WHAT YOU ARE ASKED TO DO
List all lines of the data that include the string "crates".

[Items from a data source]
>>

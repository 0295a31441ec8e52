//! The chalkmate classroom: a simulated peer-tutoring discussion.
//!
//! Four teaching-assistant personas take turns responding to a student in a
//! C-programming course. Each full turn runs through:
//!
//! 1. **SpeakerController** picks who speaks next (direct address,
//!    anti-repetition pool, LLM scoring with a random fallback, tie-break)
//! 2. **CognitiveEstimator** infers the student's belief / intention /
//!    Bloom level / emotion from the recent context
//! 3. **ResponseEngine** selects a scaffolding strategy (elevate one
//!    level vs. answer directly) and drafts the persona's reply
//! 4. **ConversationContext** records the resolved turn
//!
//! The discussion loop is strictly sequential: a turn fully resolves before
//! the next begins, and the transcript is appended only after resolution, so
//! aborting an in-flight turn never leaves a partial record.

pub mod context;
pub mod controller;
pub mod discussion;
pub mod engine;
pub mod estimator;
pub mod knowledge;
pub mod roster;

pub use context::ConversationContext;
pub use controller::SpeakerController;
pub use discussion::{DiscussionLoop, TurnOutcome};
pub use engine::{PersonaReply, ResponseEngine};
pub use estimator::CognitiveEstimator;
pub use knowledge::{KnowledgeEntry, KnowledgeIndex};
pub use roster::default_roster;

#[cfg(test)]
pub(crate) mod test_support;
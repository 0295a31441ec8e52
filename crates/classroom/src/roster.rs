//! The built-in four-persona roster for the C-programming course.
//!
//! Names are unique keys used for controller scoring and transcript
//! attribution; aliases carry the localized names students use in class.

use chalkmate_core::{DirectStyle, ElevateStyle, Persona, ResponseMode};

/// The four fixed classroom personas.
pub fn default_roster() -> Vec<Persona> {
    vec![
        Persona::new(
            "Insight Sparker",
            "You are the guide of a C-programming classroom discussion. You have a deep grasp \
            of the core concepts — pointers, memory management, function call mechanics, \
            structs, arrays and strings, the compile-and-run pipeline — and you excel at \
            turning abstract mechanisms into everyday analogies and metaphors that make them \
            click.",
            ResponseMode::Elevate {
                style: ElevateStyle::Metaphor,
            },
        )
        .with_aliases(["引导者", "启发者"]),
        Persona::new(
            "Critical Challenger",
            "You are the questioner and organizer of a C-programming classroom discussion. \
            Your job is to connect the student's words with the other assistants' output, dig \
            out hidden premises, concept jumps, and latent contradictions, and create \
            constructive cognitive tension that pushes the discussion from surface \
            understanding toward mechanism-level analysis. You know C's key models and \
            assumptions cold: the memory model, pointer and address semantics, array decay, \
            the call-stack model, variable lifetime and scope. You care about where a model \
            applies and whether its premises are complete.",
            ResponseMode::Elevate {
                style: ElevateStyle::Counterexample,
            },
        )
        .with_aliases(["提问者", "挑战者"]),
        Persona::new(
            "Fundamentals Checker",
            "You are the follower of a C-programming classroom discussion. Your fundamentals \
            are solid but your style is cautious: you absorb the others' points first, then \
            speak. You stand for consolidating the basics and pinning down knowledge points, \
            usually weighing in on whether a statement matches the textbook definition and \
            whether a concept is stated precisely.",
            ResponseMode::Direct {
                style: DirectStyle::CodeFix,
            },
        )
        .with_aliases(["跟随者", "基础核查者"]),
        Persona::new(
            "Synthesis Expert",
            "You are the integrator of a C-programming classroom discussion. You organize \
            scattered observations into a systematic web of knowledge, and you understand \
            where C's mechanisms and techniques apply — pointer machinery, allocation \
            strategies, calling conventions, data-structure layout — and how they trade off \
            against one another.",
            ResponseMode::Direct {
                style: DirectStyle::SystemsSummary,
            },
        )
        .with_aliases(["整合者", "综合专家"]),
    ]
}

#[cfg(test)]
mod tests {
    use super::*;
    use std::collections::HashSet;

    #[test]
    fn roster_has_four_personas_with_unique_names() {
        let roster = default_roster();
        assert_eq!(roster.len(), 4);
        let names: HashSet<&str> = roster.iter().map(|p| p.name.as_str()).collect();
        assert_eq!(names.len(), 4);
    }

    #[test]
    fn two_scaffold_two_direct() {
        let roster = default_roster();
        let eligible = roster.iter().filter(|p| p.scaffold_eligible()).count();
        assert_eq!(eligible, 2);
    }

    #[test]
    fn every_persona_has_localized_aliases() {
        for persona in default_roster() {
            assert!(
                persona.aliases.len() >= 3,
                "{} is missing localized aliases",
                persona.name
            );
        }
    }

    #[test]
    fn aliases_do_not_collide_across_personas() {
        let roster = default_roster();
        let mut seen = HashSet::new();
        for persona in &roster {
            for alias in &persona.aliases {
                assert!(seen.insert(alias.clone()), "duplicate alias: {alias}");
            }
        }
    }
}
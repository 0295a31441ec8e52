//! Configuration loading, validation, and management for chalkmate.
//!
//! Loads configuration from `~/.chalkmate/config.toml` with environment
//! variable overrides. Validates all settings at startup.

use serde::{Deserialize, Serialize};
use std::path::{Path, PathBuf};

/// The root configuration structure.
///
/// Maps directly to `~/.chalkmate/config.toml`.
#[derive(Clone, Serialize, Deserialize)]
pub struct AppConfig {
    /// API key for the completion backend.
    #[serde(default, skip_serializing_if = "Option::is_none")]
    pub api_key: Option<String>,

    /// Base URL of the OpenAI-compatible endpoint.
    #[serde(default, skip_serializing_if = "Option::is_none")]
    pub base_url: Option<String>,

    /// Model name sent with every request.
    #[serde(default = "default_model")]
    pub model: String,

    /// Default temperature for control calls (scoring, estimation, refinement).
    #[serde(default = "default_temperature")]
    pub default_temperature: f32,

    /// Temperature for persona reply generation. Higher for naturalness.
    #[serde(default = "default_reply_temperature")]
    pub reply_temperature: f32,

    /// Per-request timeout in seconds. Expiry is recovered like any other
    /// transport failure, never fatal.
    #[serde(default = "default_request_timeout_secs")]
    pub request_timeout_secs: u64,

    /// How many recent turns the context summary embeds into prompts.
    #[serde(default = "default_history_window")]
    pub history_window: usize,
}

fn default_model() -> String {
    "deepseek-chat".into()
}
fn default_temperature() -> f32 {
    0.7
}
fn default_reply_temperature() -> f32 {
    0.8
}
fn default_request_timeout_secs() -> u64 {
    120
}
fn default_history_window() -> usize {
    6
}

/// Redact a secret string for Debug output.
fn redact(s: &Option<String>) -> &'static str {
    match s {
        Some(_) => "[REDACTED]",
        None => "None",
    }
}

impl std::fmt::Debug for AppConfig {
    fn fmt(&self, f: &mut std::fmt::Formatter<'_>) -> std::fmt::Result {
        f.debug_struct("AppConfig")
            .field("api_key", &redact(&self.api_key))
            .field("base_url", &self.base_url)
            .field("model", &self.model)
            .field("default_temperature", &self.default_temperature)
            .field("reply_temperature", &self.reply_temperature)
            .field("request_timeout_secs", &self.request_timeout_secs)
            .field("history_window", &self.history_window)
            .finish()
    }
}

impl AppConfig {
    /// Load configuration from the default path (~/.chalkmate/config.toml).
    ///
    /// Environment variables take priority over the file:
    /// - `CHALKMATE_API_KEY`, then `OPENAI_API_KEY`
    /// - `CHALKMATE_BASE_URL`, then `OPENAI_BASE_URL`
    /// - `CHALKMATE_MODEL`, then `LLM_MODEL_NAME`
    pub fn load() -> Result<Self, ConfigError> {
        let config_path = Self::config_dir().join("config.toml");
        let mut config = Self::load_from(&config_path)?;

        if let Some(key) = std::env::var("CHALKMATE_API_KEY")
            .ok()
            .or_else(|| std::env::var("OPENAI_API_KEY").ok())
        {
            config.api_key = Some(key);
        }

        if let Some(url) = std::env::var("CHALKMATE_BASE_URL")
            .ok()
            .or_else(|| std::env::var("OPENAI_BASE_URL").ok())
        {
            config.base_url = Some(url);
        }

        if let Some(model) = std::env::var("CHALKMATE_MODEL")
            .ok()
            .or_else(|| std::env::var("LLM_MODEL_NAME").ok())
        {
            config.model = model;
        }

        Ok(config)
    }

    /// Load configuration from a specific file path.
    pub fn load_from(path: &Path) -> Result<Self, ConfigError> {
        if !path.exists() {
            tracing::info!("No config file found at {}, using defaults", path.display());
            return Ok(Self::default());
        }

        let content = std::fs::read_to_string(path).map_err(|e| ConfigError::ReadError {
            path: path.to_path_buf(),
            reason: e.to_string(),
        })?;

        let config: Self = toml::from_str(&content).map_err(|e| ConfigError::ParseError {
            path: path.to_path_buf(),
            reason: e.to_string(),
        })?;

        config.validate()?;
        Ok(config)
    }

    /// Get the configuration directory path.
    pub fn config_dir() -> PathBuf {
        dirs_home().join(".chalkmate")
    }

    /// Validate the configuration.
    pub fn validate(&self) -> Result<(), ConfigError> {
        if !(0.0..=2.0).contains(&self.default_temperature)
            || !(0.0..=2.0).contains(&self.reply_temperature)
        {
            return Err(ConfigError::ValidationError(
                "temperatures must be between 0.0 and 2.0".into(),
            ));
        }

        if self.request_timeout_secs == 0 {
            return Err(ConfigError::ValidationError(
                "request_timeout_secs must be positive".into(),
            ));
        }

        if self.history_window == 0 {
            return Err(ConfigError::ValidationError(
                "history_window must be positive".into(),
            ));
        }

        Ok(())
    }

    /// Check if an API key is available (from config or environment).
    pub fn has_api_key(&self) -> bool {
        self.api_key.is_some()
    }
}

impl Default for AppConfig {
    fn default() -> Self {
        Self {
            api_key: None,
            base_url: None,
            model: default_model(),
            default_temperature: default_temperature(),
            reply_temperature: default_reply_temperature(),
            request_timeout_secs: default_request_timeout_secs(),
            history_window: default_history_window(),
        }
    }
}

/// Get the user's home directory.
fn dirs_home() -> PathBuf {
    #[cfg(target_os = "windows")]
    {
        std::env::var("USERPROFILE")
            .map(PathBuf::from)
            .unwrap_or_else(|_| PathBuf::from("C:\\Users\\Default"))
    }
    #[cfg(not(target_os = "windows"))]
    {
        std::env::var("HOME")
            .map(PathBuf::from)
            .unwrap_or_else(|_| PathBuf::from("/tmp"))
    }
}

/// Configuration errors.
#[derive(Debug, thiserror::Error)]
pub enum ConfigError {
    #[error("Failed to read config file at {path}: {reason}")]
    ReadError { path: PathBuf, reason: String },

    #[error("Failed to parse config file at {path}: {reason}")]
    ParseError { path: PathBuf, reason: String },

    #[error("Configuration validation failed: {0}")]
    ValidationError(String),
}
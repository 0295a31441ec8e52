//! Keyword-based course knowledge index.
//!
//! A static chapter → topic-keywords mapping, loaded once and read-only for
//! the process lifetime. Lookup is deterministic substring matching; there
//! is no ranking weight; hit order follows declaration order.

/// One chapter of the course, with its topic keywords.
#[derive(Debug, Clone)]
pub struct KnowledgeEntry {
    pub chapter: String,
    pub topics: Vec<String>,
}

impl KnowledgeEntry {
    pub fn new<S, I, T>(chapter: S, topics: I) -> Self
    where
        S: Into<String>,
        I: IntoIterator<Item = T>,
        T: Into<String>,
    {
        Self {
            chapter: chapter.into(),
            topics: topics.into_iter().map(Into::into).collect(),
        }
    }
}

/// The course knowledge index.
#[derive(Debug, Clone)]
pub struct KnowledgeIndex {
    entries: Vec<KnowledgeEntry>,
}

impl KnowledgeIndex {
    pub fn new(entries: Vec<KnowledgeEntry>) -> Self {
        Self { entries }
    }

    pub fn entries(&self) -> &[KnowledgeEntry] {
        &self.entries
    }

    /// All chapters hit by `query`, in declaration order.
    ///
    /// A chapter hits if either:
    /// - any whitespace token of the lowercased query is a substring of the
    ///   chapter label, or
    /// - any declared topic keyword is a substring of the lowercased query.
    pub fn match_chapters(&self, query: &str) -> Vec<&KnowledgeEntry> {
        let lowered = query.to_lowercase();
        let tokens: Vec<&str> = lowered.split_whitespace().collect();

        self.entries
            .iter()
            .filter(|entry| {
                let chapter_lower = entry.chapter.to_lowercase();
                let label_hit = tokens.iter().any(|token| chapter_lower.contains(token));
                let topic_hit = entry
                    .topics
                    .iter()
                    .any(|topic| lowered.contains(&topic.to_lowercase()));
                label_hit || topic_hit
            })
            .collect()
    }

    /// The built-in C-programming course graph.
    pub fn course_c_programming() -> Self {
        Self::new(vec![
            KnowledgeEntry::new(
                "数组与字符串 Arrays & Strings",
                [
                    "数组", "array", "字符串", "string", "strlen", "strcpy", "下标",
                    "越界", "out of bounds",
                ],
            ),
            KnowledgeEntry::new(
                "指针 Pointers",
                [
                    "指针", "pointer", "malloc", "free", "地址", "address", "解引用",
                    "dereference", "野指针", "null",
                ],
            ),
            KnowledgeEntry::new(
                "内存管理 Memory Management",
                [
                    "内存", "memory", "堆", "heap", "栈", "stack", "sizeof", "泄漏",
                    "leak", "calloc", "realloc",
                ],
            ),
            KnowledgeEntry::new(
                "函数与调用栈 Functions & the Call Stack",
                [
                    "函数", "function", "参数", "parameter", "递归", "recursion",
                    "调用栈", "call stack", "返回值", "return value",
                ],
            ),
            KnowledgeEntry::new(
                "结构体 Structs",
                [
                    "结构体", "struct", "typedef", "成员", "member", "链表",
                    "linked list", "对齐", "alignment",
                ],
            ),
            KnowledgeEntry::new(
                "编译与运行 Compilation & Execution",
                [
                    "编译", "compile", "链接", "link", "预处理", "preprocessor", "宏",
                    "macro", "头文件", "header", "gcc",
                ],
            ),
        ])
    }
}

#[cfg(test)]
mod tests {
    use super::*;

    fn pointer_chapter() -> KnowledgeIndex {
        KnowledgeIndex::new(vec![
            KnowledgeEntry::new("指针", ["malloc", "free", "指针", "地址"]),
            KnowledgeEntry::new("结构体", ["struct", "typedef", "结构体"]),
        ])
    }

    #[test]
    fn topic_keyword_in_query_hits() {
        let index = pointer_chapter();
        let hits = index.match_chapters("怎么用malloc的指针");
        assert_eq!(hits.len(), 1);
        assert_eq!(hits[0].chapter, "指针");
    }

    #[test]
    fn query_token_in_chapter_label_hits() {
        let index = KnowledgeIndex::course_c_programming();
        let hits = index.match_chapters("tell me about pointers");
        assert!(hits.iter().any(|e| e.chapter.contains("Pointers")));
    }

    #[test]
    fn matching_is_case_insensitive() {
        let index = KnowledgeIndex::course_c_programming();
        let hits = index.match_chapters("What does MALLOC return?");
        assert!(hits.iter().any(|e| e.chapter.contains("指针")));
    }

    #[test]
    fn no_hit_returns_empty() {
        let index = pointer_chapter();
        assert!(index.match_chapters("python list comprehension").is_empty());
    }

    #[test]
    fn hits_follow_declaration_order() {
        let index = KnowledgeIndex::new(vec![
            KnowledgeEntry::new("A", ["shared"]),
            KnowledgeEntry::new("B", ["shared"]),
            KnowledgeEntry::new("C", ["shared"]),
        ]);
        let hits = index.match_chapters("shared keyword");
        let chapters: Vec<&str> = hits.iter().map(|e| e.chapter.as_str()).collect();
        assert_eq!(chapters, vec!["A", "B", "C"]);
    }
}
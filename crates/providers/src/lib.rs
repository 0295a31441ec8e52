//! Completion-service backends for chalkmate.
//!
//! The classroom core depends only on the [`CompletionService`] trait from
//! `chalkmate-core`; this crate provides the HTTP implementation.

pub mod openai_compat;

pub use openai_compat::OpenAiCompatCompletion;

use std::sync::Arc;

use chalkmate_config::AppConfig;
use chalkmate_core::{CompletionError, CompletionService};

/// Build the completion service described by the configuration.
///
/// Fails fast when no API key or base URL is configured: the classroom
/// cannot run without its external collaborator.
pub fn build_from_config(config: &AppConfig) -> Result<Arc<dyn CompletionService>, CompletionError> {
    let api_key = config
        .api_key
        .clone()
        .ok_or_else(|| CompletionError::NotConfigured("no API key configured".into()))?;
    let base_url = config
        .base_url
        .clone()
        .ok_or_else(|| CompletionError::NotConfigured("no base URL configured".into()))?;

    Ok(Arc::new(OpenAiCompatCompletion::new(
        "openai-compat",
        base_url,
        api_key,
        &config.model,
        std::time::Duration::from_secs(config.request_timeout_secs),
    )))
}
//! CompletionService trait: the abstraction over the text-completion backend.
//!
//! The classroom core never talks HTTP. It issues two call shapes: free-text
//! completions and JSON-constrained completions, both of which may fail with
//! a [`CompletionError`]. Callers must treat even a successful JSON-mode
//! response as untrusted text requiring parse-with-fallback.

use async_trait::async_trait;
use serde::{Deserialize, Serialize};

use crate::error::CompletionError;

/// A single completion request.
#[derive(Debug, Clone, Serialize, Deserialize)]
pub struct CompletionRequest {
    /// The system-role framing (persona role description, scheduler role, ...).
    pub system: String,

    /// The user-role content (the constructed instruction).
    pub user: String,

    /// Sampling temperature (0.0 = deterministic).
    #[serde(default = "default_temperature")]
    pub temperature: f32,

    /// Constrain the response to a parseable JSON object.
    #[serde(default)]
    pub json_mode: bool,
}

fn default_temperature() -> f32 {
    0.7
}

impl CompletionRequest {
    /// An unconstrained natural-language completion.
    pub fn free_text(
        system: impl Into<String>,
        user: impl Into<String>,
        temperature: f32,
    ) -> Self {
        Self {
            system: system.into(),
            user: user.into(),
            temperature,
            json_mode: false,
        }
    }

    /// A completion constrained to emit a JSON object.
    pub fn json(system: impl Into<String>, user: impl Into<String>, temperature: f32) -> Self {
        Self {
            system: system.into(),
            user: user.into(),
            temperature,
            json_mode: true,
        }
    }
}

/// The external text-completion collaborator.
///
/// Implementations must be cancel-safe: dropping an in-flight `complete`
/// future must leave no observable side effects, so the discussion loop can
/// abort a turn without corrupting the transcript.
#[async_trait]
pub trait CompletionService: Send + Sync {
    /// A human-readable backend name (e.g. "openai", "deepseek").
    fn name(&self) -> &str;

    /// Send a request and return the raw completion text.
    async fn complete(
        &self,
        request: CompletionRequest,
    ) -> std::result::Result<String, CompletionError>;

    /// Health check: can we reach the backend?
    async fn health_check(&self) -> std::result::Result<bool, CompletionError> {
        Ok(true)
    }
}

<<

OUTPUT FOR THIS EXERCISE
filename crates/classroom/src/roster.rs
filename crates/providers/src/lib.rs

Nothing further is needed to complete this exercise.